A hiker on the ridge of Rendalsølen looking out over the vast plateau and lake systems below
Photo: opplevrendalen.no
On the slogan · Rendalen

Why we still say it

Rendalen has called itself one of Scandinavia’s best fishing, hunting and nature destinations for decades. The line is bold. Here is the case behind it.

Filed from Rendalen, Innlandet

Many places quietly drop their old taglines. Rendalen has not. The municipality still puts the same line on its tourism leaflets it used in the 1990s, in the same six confident words, with no hedging adjective in front of it.

The line itself

«Welcome to one of Scandinavia’s best fishing, hunting and nature destinations

Rendalen municipality, in continuous use since the 1990s

It is the kind of line a Scandinavian small town stopped writing in the early 2000s. Marketing went brand-led; municipalities stopped competing on what was outdoors. The new town strap lines were modest: a clever colour palette, a soft photograph, a noun without a verb. Rendalen kept the verb. It still says welcome, and it still calls itself one of the best.
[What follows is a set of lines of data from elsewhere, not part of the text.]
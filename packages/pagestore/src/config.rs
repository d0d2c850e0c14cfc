//! Capacity limits for an `EntityStore`.
//!
//! Every buffer the store uses is sized from these limits once, when the
//! store is created. Nothing grows past them afterwards; running into a limit
//! is reported as an error instead.

use std::convert::TryFrom;

use crate::entity::EntityHandle;
use crate::error::ConfigError;
use crate::page::padded_page_size;

/// Limits for an `EntityStore`.
///
/// Start from `StoreConfig::default()` and adjust with the `with_*` methods.
#[derive(Debug, Clone, PartialEq, Eq)]
pub struct StoreConfig {
    pub max_entities: usize,
    pub max_archetypes: usize,
    pub max_component_types: usize,
    pub max_components_per_archetype: usize,
    pub max_streams_per_component: usize,
    pub max_pages_per_stream: usize,
    /// Size in bytes of every page in the pool.
    pub page_size: usize,
    /// Total number of pages reserved up front.
    pub page_count: usize,
    pub max_pending_queries: usize,
    pub max_debug_name_len: usize,
}

impl Default for StoreConfig {
    fn default() -> Self {
        StoreConfig {
            max_entities: 65536,
            max_archetypes: 256,
            max_component_types: 128,
            max_components_per_archetype: 16,
            max_streams_per_component: 4,
            max_pages_per_stream: 64,
            page_size: 16 * 1024,
            page_count: 1024,
            max_pending_queries: 64,
            max_debug_name_len: 64,
        }
    }
}

impl StoreConfig {
    /// Set the entity directory capacity.
    pub fn with_max_entities(mut self, max_entities: usize) -> Self {
        self.max_entities = max_entities;
        self
    }

    /// Set the archetype registry capacity.
    pub fn with_max_archetypes(mut self, max_archetypes: usize) -> Self {
        self.max_archetypes = max_archetypes;
        self
    }

    /// Set the width of component masks.
    pub fn with_max_component_types(mut self, max_component_types: usize) -> Self {
        self.max_component_types = max_component_types;
        self
    }

    /// Set how many components a single archetype may hold.
    pub fn with_max_components_per_archetype(mut self, max: usize) -> Self {
        self.max_components_per_archetype = max;
        self
    }

    /// Set how many sub-streams a component may be split into.
    pub fn with_max_streams_per_component(mut self, max: usize) -> Self {
        self.max_streams_per_component = max;
        self
    }

    /// Set how many pages one stream may own.
    pub fn with_max_pages_per_stream(mut self, max: usize) -> Self {
        self.max_pages_per_stream = max;
        self
    }

    /// Set the page size and the number of pages in the pool.
    pub fn with_pages(mut self, page_size: usize, page_count: usize) -> Self {
        self.page_size = page_size;
        self.page_count = page_count;
        self
    }

    /// Set the capacity of the deferred query queue.
    pub fn with_max_pending_queries(mut self, max: usize) -> Self {
        self.max_pending_queries = max;
        self
    }

    /// Set the length debug names are truncated to.
    pub fn with_max_debug_name_len(mut self, len: usize) -> Self {
        self.max_debug_name_len = len;
        self
    }

    /// Number of slots in the mask lookup table.
    pub fn mask_table_capacity(&self) -> usize {
        self.max_archetypes * 2
    }

    /// Check that these limits describe a usable store.
    pub fn validate(&self) -> Result<(), ConfigError> {
        let non_zero = [
            ("max_entities", self.max_entities),
            ("max_archetypes", self.max_archetypes),
            ("max_component_types", self.max_component_types),
            ("max_components_per_archetype", self.max_components_per_archetype),
            ("max_streams_per_component", self.max_streams_per_component),
            ("max_pages_per_stream", self.max_pages_per_stream),
            ("page_size", self.page_size),
            ("page_count", self.page_count),
            ("max_pending_queries", self.max_pending_queries),
        ];

        for &(name, value) in non_zero.iter() {
            if value == 0 {
                return Err(ConfigError::Zero { name });
            }
        }

        if self.page_size < EntityHandle::SIZE {
            return Err(ConfigError::PageTooSmall {
                page_size: self.page_size,
                handle_size: EntityHandle::SIZE,
            });
        }

        let pool_size = padded_page_size(self.page_size).checked_mul(self.page_count);
        if pool_size.map_or(true, |size| size > isize::MAX as usize) {
            return Err(ConfigError::PoolTooLarge {
                page_size: self.page_size,
                page_count: self.page_count,
            });
        }

        if self.max_components_per_archetype > self.max_component_types {
            return Err(ConfigError::ComponentBounds {
                per_archetype: self.max_components_per_archetype,
                types: self.max_component_types,
            });
        }

        // Slot indices and query tickets live in the low half of a u64 handle.
        let indexed = [
            ("max_entities", self.max_entities),
            ("max_archetypes", self.max_archetypes),
            ("max_component_types", self.max_component_types),
            ("max_pending_queries", self.max_pending_queries),
        ];

        for &(name, value) in indexed.iter() {
            if u32::try_from(value).is_err() || value == u32::MAX as usize {
                return Err(ConfigError::IndexOverflow { name, value });
            }
        }

        if self.max_streams_per_component > u8::MAX as usize {
            return Err(ConfigError::IndexOverflow {
                name: "max_streams_per_component",
                value: self.max_streams_per_component,
            });
        }

        // An archetype addresses its components through a u8 slot.
        if self.max_components_per_archetype > u8::MAX as usize + 1 {
            return Err(ConfigError::IndexOverflow {
                name: "max_components_per_archetype",
                value: self.max_components_per_archetype,
            });
        }

        Ok(())
    }
}

#[cfg(test)]
mod test {
    use super::*;

    #[test]
    fn test_default_is_valid() {
        assert_eq!(StoreConfig::default().validate(), Ok(()));
    }

    #[test]
    fn test_rejects_zero() {
        let config = StoreConfig::default().with_pages(4096, 0);
        assert_eq!(config.validate(), Err(ConfigError::Zero { name: "page_count" }));
    }

    #[test]
    fn test_rejects_tiny_pages() {
        let config = StoreConfig::default().with_pages(4, 16);
        assert!(matches!(config.validate(), Err(ConfigError::PageTooSmall { .. })));
    }

    #[test]
    fn test_rejects_component_bounds() {
        let config = StoreConfig::default()
            .with_max_component_types(4)
            .with_max_components_per_archetype(8);
        assert!(matches!(config.validate(), Err(ConfigError::ComponentBounds { .. })));
    }

    #[test]
    fn test_rejects_too_many_components_per_archetype() {
        let config = StoreConfig::default()
            .with_max_component_types(300)
            .with_max_components_per_archetype(300);
        assert_eq!(config.validate(), Err(ConfigError::IndexOverflow {
            name: "max_components_per_archetype",
            value: 300,
        }));

        let config = config.with_max_components_per_archetype(256);
        assert_eq!(config.validate(), Ok(()));
    }

    #[test]
    fn test_rejects_huge_pool() {
        let config = StoreConfig::default().with_pages(usize::MAX / 2, 4);
        assert!(matches!(config.validate(), Err(ConfigError::PoolTooLarge { .. })));
    }

    #[test]
    fn test_mask_table_capacity() {
        let config = StoreConfig::default().with_max_archetypes(10);
        assert_eq!(config.mask_table_capacity(), 20);
    }
}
The line is also testable. Either the fishing holds up, or it does not. Either the hunting holds up, or it does not. Either the nature holds up, or it does not. The piece below is an attempt to take the line at face value and see whether the place still earns it.

The shape of the case

Pick any single activity and somebody else in Scandinavia wins. Lofoten beats Rendalen on saltwater cod. Trysil beats it on lift-served downhill. Pasvik beats it on Arctic experience. Femundsmarka beats it on remoteness on foot. The line works because it does not pick a single category. The line works because three categories share an address.

i. Fishing

Four big lakes in one municipality. Storsjøen, Lomnessøen, Sølensjøen, Hyllingen. Trout, sik, røye, grayling. Inland fishing rights administered cooperatively rather than concessioned out.

ii. Hunting

Moose, roe deer, willow grouse, capercaillie, hare. The hunting calendar reshapes the working year. State-owned forest and registered hunting teams running by inheritance.

iii. Nature

Sølen protected landscape area. Forollhogna national park to the north. Jutulhogget, Northern Europe’s deepest dry canyon. Three thousand square kilometres at a population density below 0.6 per km².

Fishing

The single statistic that has the most weight is the lake count. Rendalen municipality holds four lakes large enough to fish commercially — Storsjøen, the longest, runs almost forty kilometres along the valley. Sølensjøen, the highest, sits at 696 metres and supports the inland fishing village at Fiskevollen. Lomnessøen lies under Otnes. Hyllingen lies in the north. Add to these the smaller mountain lakes — several hundred of them across the plateau — and the Glomma river, which forms the western boundary, and the case for water is dense.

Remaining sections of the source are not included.